While it might be hard to spot it on this chart, there is a certain point of time where the difference is 8.91, and at all the other points, it is somewhere near zero, as we can see on the charts.

What if we focus on the correct time across the different key guesses? We should be able to spot the correct guess, as shown in .

We finish by plotting the distance of means across time for all the keys, we can see in green the distance of means for the correct key, and we can see that at the right time, it is separated from the other keys as shown in .

distance of means for all key guesses across time

Research Highlights

This paper by Paul Kocher examines specific methods for analyzing power consumption measurements to find secret keys from tamper resistant devices.

The paper presents the Differential Power Analysis subject comprehensively, its background, Simple power analysis, demonstration of DES algorithm attack, attacks on additional encryption algorithms using DPA and counter measures for DPA. It’s also discussed approaches for building cryptosystems that can operate securely in existing hardware that leaks information.
Another article publish on 2005 presents an attack on masked AES Hardware implementations. During the last years, several masking schemes for AES have been proposed to secure hardware implementations against DPA attacks. In order to investigate the effectiveness of these countermeasures in practice, the researchers responsible for the article designed and manufactured an ASIC. The chip features an unmasked and two masked AES-128 encryption engines that can be attacked independently. In addition to conventional DPA attacks on the output of registers, they have also mounted attacks on the output of logic gates. Based on simulations and physical measurements they show that the unmasked and masked implementations leak side-channel information due to glitches at the output of logic gates. It turns out that masking the AES S-Boxes does not prevent DPA attacks, if glitches occur in the circuit. However, an attacker usually does not have easy access to the back-annotated netlist of a product.
This Article posted by Stefan Mangard maintain that Many hardware countermeasures against differential power analysis (DPA) attacks have been developed during the last years. Designers of cryptographic devices using such countermeasures to protect their devices have the challenging task to select and implement a suitable combination of countermeasures. Every device has different requirements, and so there is no universal solution to protect devices against DPA attacks.
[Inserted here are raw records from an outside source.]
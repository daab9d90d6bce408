//! Interfaces to the host database.
//!
//! The engine never talks to a database directly. Everything it needs
//! (catalog lookups, routine definitions, query execution, cursors and
//! savepoints) goes through the traits in this module. [`MemoryHost`] is a
//! complete in-memory implementation.

mod memory;

pub use memory::{MemoryHost, StatementHandler, Tables};

use crate::routine::RoutineDefinition;
use crate::types::{CatalogType, Oid, RowDescriptor, TypeDescriptor};
use crate::value::{io, Datum};
use crate::Result;
use std::rc::Rc;

/// Catalog of types and their text conversion routines.
pub trait TypeCatalog {
    /// Looks up a type by identifier.
    fn lookup_type(&self, type_oid: Oid) -> Result<Option<CatalogType>>;

    /// Resolves a type name (as written in `server.prepare`) to an identifier.
    fn type_oid(&self, name: &str) -> Result<Option<Oid>>;

    /// Text input routine of the type.
    fn input(&self, desc: &TypeDescriptor, text: &str, type_mod: i32) -> Result<Datum> {
        io::input(desc, text, type_mod)
    }

    /// Text output routine of the type.
    fn output(&self, desc: &TypeDescriptor, datum: &Datum) -> Result<String> {
        io::output(desc, datum)
    }
}

/// A module evaluated when an engine starts.
#[derive(Debug, Clone, PartialEq, Eq)]
pub struct InitModule {
    /// Global name the module's value is published under.
    pub name: String,
    /// Module source.
    pub source: String,
}

/// Source of routine definitions.
pub trait RoutineStore {
    /// Current definition of a routine.
    fn lookup_routine(&self, routine: Oid) -> Result<Option<RoutineDefinition>>;

    /// Modules to evaluate at engine start-up.
    fn init_modules(&self) -> Result<Vec<InitModule>> {
        Ok(Vec::new())
    }
}

/// Direction of a cursor fetch or move.
#[derive(Debug, Clone, Copy, PartialEq, Eq)]
pub enum FetchDirection {
    /// Next `count` rows.
    Forward,
    /// Previous `count` rows.
    Backward,
    /// Row at absolute position `count`.
    Absolute,
    /// Row at `count` relative to the current one.
    Relative,
}

/// Rows returned by a query or fetch.
#[derive(Debug, Clone, PartialEq)]
pub struct RowSet {
    /// Layout of every row.
    pub descriptor: Rc<RowDescriptor>,
    /// Rows in order.
    pub rows: Vec<Vec<Option<Datum>>>,
}

impl RowSet {
    /// Creates an empty row set with the given layout.
    pub fn empty(descriptor: Rc<RowDescriptor>) -> Self {
        Self { descriptor, rows: Vec::new() }
    }

    /// Number of rows.
    pub fn len(&self) -> usize {
        self.rows.len()
    }

    /// True when there are no rows.
    pub fn is_empty(&self) -> bool {
        self.rows.is_empty()
    }
}

/// Kind of statement a query executed.
#[derive(Debug, Clone, Copy, PartialEq, Eq)]
pub enum StatementKind {
    /// Row-returning query.
    Select,
    /// INSERT
    Insert,
    /// UPDATE
    Update,
    /// DELETE
    Delete,
    /// Anything else.
    Utility,
}

/// Outcome of [`QueryExecutor::execute`].
#[derive(Debug, Clone, PartialEq)]
pub struct QueryResult {
    /// Statement kind.
    pub kind: StatementKind,
    /// Rows processed.
    pub processed: usize,
    /// Returned rows, for row-returning statements.
    pub rows: Option<RowSet>,
}

/// Savepoint identifier handed out by the host.
#[derive(Debug, Clone, Copy, PartialEq, Eq, Hash)]
pub struct SavepointId(pub u64);

/// Query execution, cursors and savepoints.
pub trait QueryExecutor {
    /// Executes `sql`. `limit` of 0 means no limit.
    fn execute(&self, sql: &str, params: &[Option<Datum>], read_only: bool, limit: usize) -> Result<QueryResult>;

    /// Opens a cursor over `sql` and returns its portal name.
    fn open_cursor(&self, sql: &str, params: &[Option<Datum>], name: Option<&str>, read_only: bool) -> Result<String>;

    /// True when a portal called `name` is open.
    fn cursor_exists(&self, name: &str) -> bool;

    /// Fetches rows from a cursor.
    fn fetch(&self, cursor: &str, direction: FetchDirection, count: i64) -> Result<RowSet>;

    /// Repositions a cursor without returning rows.
    fn move_cursor(&self, cursor: &str, direction: FetchDirection, count: i64) -> Result<()>;

    /// Closes a cursor.
    fn close_cursor(&self, cursor: &str) -> Result<()>;

    /// True inside an open transaction.
    fn in_transaction(&self) -> bool;

    /// Starts a savepoint.
    fn begin_savepoint(&self) -> Result<SavepointId>;

    /// Releases (commits) a savepoint.
    fn release_savepoint(&self, id: SavepointId) -> Result<()>;

    /// Rolls back to a savepoint and discards it.
    fn rollback_savepoint(&self, id: SavepointId) -> Result<()>;
}

/// Everything the engine needs from its host.
pub trait Host: TypeCatalog + RoutineStore + QueryExecutor {
    /// Receives messages from `print`, `info`, `notice` and friends.
    fn notice(&self, level: log::Level, message: &str) {
        log::log!(target: "pllua", level, "{}", message);
    }
}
In this article, a statistical approach is pursued to determine the effect of hardware countermeasures on the number of samples needed in DPA attacks. This approach results in a calculation method that enables designers to assess the resistance of their devices against DPA attacks throughout the design process. This way, different combinations of countermeasures can be easily compared and costly design iterations can be avoided.
This article presents a countermeasure to Power Analysis attack on AES. The article describes an efficient AES software implementation that is well suited for 8-bit smart cards and resistant against power analysis attacks. Our implementation masks the intermediate results and randomizes the sequence of operations at the beginning and the end of the AES execution. Because of the masking, it is secure against simple power analysis attacks, template attacks and first-order DPA attacks. Due to the combination of masking and randomization, it is resistant against higher-order DPA attacks. Resistant means that many measurements is required for a successful attack.

The implementation shown in the article compares well with other protected and unprotected AES software implementations for smart cards. The practical attacks that we have performed support our theoretical estimates about the security of the countermeasures. This article also includes a practical evaluation of the countermeasures. The results prove the theoretical assessment of the countermeasures to be correct.